Dear Readers, geese seem to have featured quite a lot in these pages over the past few months, and I fear today will be no exception, because on my visit to Walthamstow Wetlands this week we were tripping over them. The Canada geese are claiming the high ground and chasing one another off of every prime spot. I am thinking of calling this series of photos ‘Goose With Bollard’.
The greylags are a little more peaceable, but only a little. This little group were on high alert for intruders onto their patch.
The cormorant that I photographed last time still has his favourite perch, and no obvious mate.
Though even he seems eager to keep his territory clear of other birds.
I am hoping that this greylag is just having a rest, and isn’t actually planning on nesting on this most unpromising spot.
Everywhere there’s the sound of bird song, with robins, wrens and even dunnocks singing from the top of every shrub. But it’s not until we get to the ponds on the other side of the main road that we see the real argy-bargey, with the coots beating one another up with no restraint whatsoever. They seem to fight mainly with those big grey webbed feet.

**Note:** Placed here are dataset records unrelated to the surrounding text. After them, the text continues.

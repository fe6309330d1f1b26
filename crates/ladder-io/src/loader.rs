//! CSV loader: turns a bond-return spreadsheet into a validated
//! [`ReturnMatrix`].
//!
//! Rows need not arrive pre-sorted by tenor — the loader sorts them and
//! permutes the grid in lock-step, so [`ladder_core::ReturnMatrix::new`]
//! never has to (it rejects unsorted input outright, see
//! `ladder_core::matrix`).

use crate::error::{IoError, IoResult};
use ladder_core::{LadderError, ReturnMatrix};
use std::path::Path;

const ALLOWED_EXTENSIONS: &[&str] = &["csv", "txt"];
const SPREADSHEET_EXTENSIONS: &[&str] = &["xlsx", "xls", "xlsm", "xlsb", "numbers", "ods"];

/// Load and validate a bond-return grid from `path`.
///
/// See spec.md §6 "CSV loader" for the exact format: a `Tenor` header
/// followed by `0, 1, …, M-1` month labels, then one row per tenor
/// (duplicates rejected) each carrying exactly `M` HPRs. Blank lines
/// (whitespace- or comma-only) are skipped.
pub fn load_csv(path: &Path) -> IoResult<ReturnMatrix> {
    check_extension(path)?;

    let mut reader = csv::ReaderBuilder::new()
        .has_headers(false)
        .flexible(true)
        .from_path(path)
        .map_err(|e| IoError::FileError(format!("cannot open {}: {e}", path.display())))?;

    let mut records = reader.records().filter_map(|r| match r {
        Ok(record) if is_blank(&record) => None,
        Ok(record) => Some(Ok(record)),
        Err(e) => Some(Err(IoError::Csv(e))),
    });

    let header = records
        .next()
        .ok_or_else(|| IoError::CsvParseError("file has no header row".to_string()))??;
    let num_months = validate_header(&header)?;

    let mut rows: Vec<(u32, Vec<f64>)> = Vec::new();
    for record in records {
        let record = record?;
        rows.push(parse_row(&record, num_months, &rows)?);
    }

    if rows.is_empty() {
        return Err(IoError::CsvParseError(
            "file has no tenor rows".to_string(),
        ));
    }

    rows.sort_by_key(|(tenor, _)| *tenor);

    let tenors: Vec<u32> = rows.iter().map(|(t, _)| *t).collect();
    let grid: Vec<f64> = rows.into_iter().flat_map(|(_, hprs)| hprs).collect();

    let matrix = ReturnMatrix::new(tenors, num_months as u32, grid)?;
    Ok(matrix.with_source_path(path.display().to_string()))
}

fn check_extension(path: &Path) -> IoResult<()> {
    let ext = path
        .extension()
        .and_then(|e| e.to_str())
        .map(|e| e.to_ascii_lowercase());

    match ext.as_deref() {
        Some(e) if ALLOWED_EXTENSIONS.contains(&e) => Ok(()),
        Some(e) if SPREADSHEET_EXTENSIONS.contains(&e) => Err(IoError::FileError(format!(
            "{} is a spreadsheet-native format (.{e}); export to .csv or .txt first",
            path.display()
        ))),
        _ => Err(IoError::FileError(format!(
            "{} must have a .csv or .txt extension",
            path.display()
        ))),
    }
}

fn is_blank(record: &csv::StringRecord) -> bool {
    record.iter().all(|cell| cell.trim().is_empty())
}

/// Validate the header row, returning the number of months `M`.
fn validate_header(header: &csv::StringRecord) -> IoResult<usize> {
    let label = header
        .get(0)
        .ok_or_else(|| IoError::CsvParseError("header row is empty".to_string()))?;
    if label.trim().to_ascii_lowercase() != "tenor" {
        return Err(IoError::CsvParseError(format!(
            "header cell 0 must be \"Tenor\", found {label:?}"
        )));
    }

    let num_months = header.len() - 1;
    for (i, cell) in header.iter().skip(1).enumerate() {
        let month: usize = cell.trim().parse().map_err(|_| {
            IoError::CsvParseError(format!("month header {cell:?} is not an integer"))
        })?;
        if month != i {
            return Err(IoError::CsvParseError(format!(
                "month headers must be consecutive starting at 0, expected {i}, found {month}"
            )));
        }
    }

    Ok(num_months)
}

fn parse_row(
    record: &csv::StringRecord,
    num_months: usize,
    seen: &[(u32, Vec<f64>)],
) -> IoResult<(u32, Vec<f64>)> {
    let tenor_cell = record
        .get(0)
        .ok_or_else(|| IoError::CsvParseError("row is missing a tenor cell".to_string()))?;
    let tenor: u32 = tenor_cell.trim().parse().map_err(|_| {
        IoError::CsvParseError(format!("tenor {tenor_cell:?} is not a positive integer"))
    })?;
    if tenor == 0 {
        return Err(IoError::CsvParseError(
            "tenor must be a positive integer, found 0".to_string(),
        ));
    }
    if seen.iter().any(|(t, _)| *t == tenor) {
        return Err(IoError::from(LadderError::DuplicateTenor(tenor)));
    }

    let hprs: Vec<f64> = record
        .iter()
        .skip(1)
        .map(|cell| {
            cell.trim()
                .parse::<f64>()
                .map_err(|_| IoError::CsvParseError(format!("HPR {cell:?} is not a number")))
        })
        .collect::<IoResult<_>>()?;

    if hprs.len() != num_months {
        return Err(IoError::CsvParseError(format!(
            "tenor {tenor} row has {} HPRs, expected {num_months}",
            hprs.len()
        )));
    }

    Ok((tenor, hprs))
}

#[cfg(test)]
mod tests {
    use super::*;
    use std::io::Write;
    use tempfile::NamedTempFile;

    fn write_csv(contents: &str) -> NamedTempFile {
        let mut file = tempfile::Builder::new().suffix(".csv").tempfile().unwrap();
        write!(file, "{contents}").unwrap();
        file
    }

    #[test]
    fn loads_and_sorts_unsorted_rows() {
        let file = write_csv(
            "Tenor,0,1,2\n6,0.02,0.02,0.02\n3,0.01,0.01,0.01\n",
        );
        let matrix = load_csv(file.path()).unwrap();
        assert_eq!(matrix.tenors(), &[3, 6]);
        assert_eq!(matrix.at(0, 0), 0.01);
        assert_eq!(matrix.at(1, 0), 0.02);
    }

    #[test]
    fn skips_blank_lines() {
        let file = write_csv("Tenor,0,1\n\n3,0.01,0.01\n,,\n");
        let matrix = load_csv(file.path()).unwrap();
        assert_eq!(matrix.num_tenors(), 1);
    }

    #[test]
    fn rejects_bad_header_label() {
        let file = write_csv("Month,0,1\n3,0.01,0.01\n");
        assert!(matches!(
            load_csv(file.path()),
            Err(IoError::CsvParseError(_))
        ));
    }

    #[test]
    fn rejects_non_consecutive_month_headers() {
        let file = write_csv("Tenor,0,2\n3,0.01,0.01\n");
        assert!(matches!(
            load_csv(file.path()),
            Err(IoError::CsvParseError(_))
        ));
    }

    #[test]
    fn rejects_duplicate_tenor() {
        let file = write_csv("Tenor,0,1\n3,0.01,0.01\n3,0.02,0.02\n");
        assert!(matches!(
            load_csv(file.path()),
            Err(IoError::Ladder(LadderError::DuplicateTenor(3)))
        ));
    }

    #[test]
    fn rejects_wrong_hpr_count() {
        let file = write_csv("Tenor,0,1,2\n3,0.01,0.01\n");
        assert!(matches!(
            load_csv(file.path()),
            Err(IoError::CsvParseError(_))
        ));
    }

    #[test]
    fn rejects_spreadsheet_extension_with_targeted_message() {
        let file = tempfile::Builder::new().suffix(".xlsx").tempfile().unwrap();
        match load_csv(file.path()) {
            Err(IoError::FileError(msg)) => assert!(msg.contains("spreadsheet")),
            other => panic!("expected FileError, got {other:?}"),
        }
    }

    #[test]
    fn rejects_unknown_extension() {
        let file = tempfile::Builder::new().suffix(".dat").tempfile().unwrap();
        assert!(matches!(load_csv(file.path()), Err(IoError::FileError(_))));
    }

    #[test]
    fn rejects_months_below_shortest_tenor() {
        let file = write_csv("Tenor,0,1\n3,0.01,0.01\n");
        assert!(matches!(
            load_csv(file.path()),
            Err(IoError::Ladder(LadderError::TooFewMonths { .. }))
        ));
    }
}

So, the Wetlands was certainly lively today, and full of creatures trying to sort out their territories and make the most of their breeding opportunities. In just a few weeks everyone will be much more occupied with the serious business of raising the next generation, and the energy levels will reach their annual high. And then, it will all fall strangely silent. But for now, there’s lots of testosterone-fuelled action going on, most of it of the ‘handbags-at-dawn’ variety rather than anything more serious. Most animals know that mortally injuring one another should always be a last resort. What a shame that we don’t seem to have learned that particular lesson.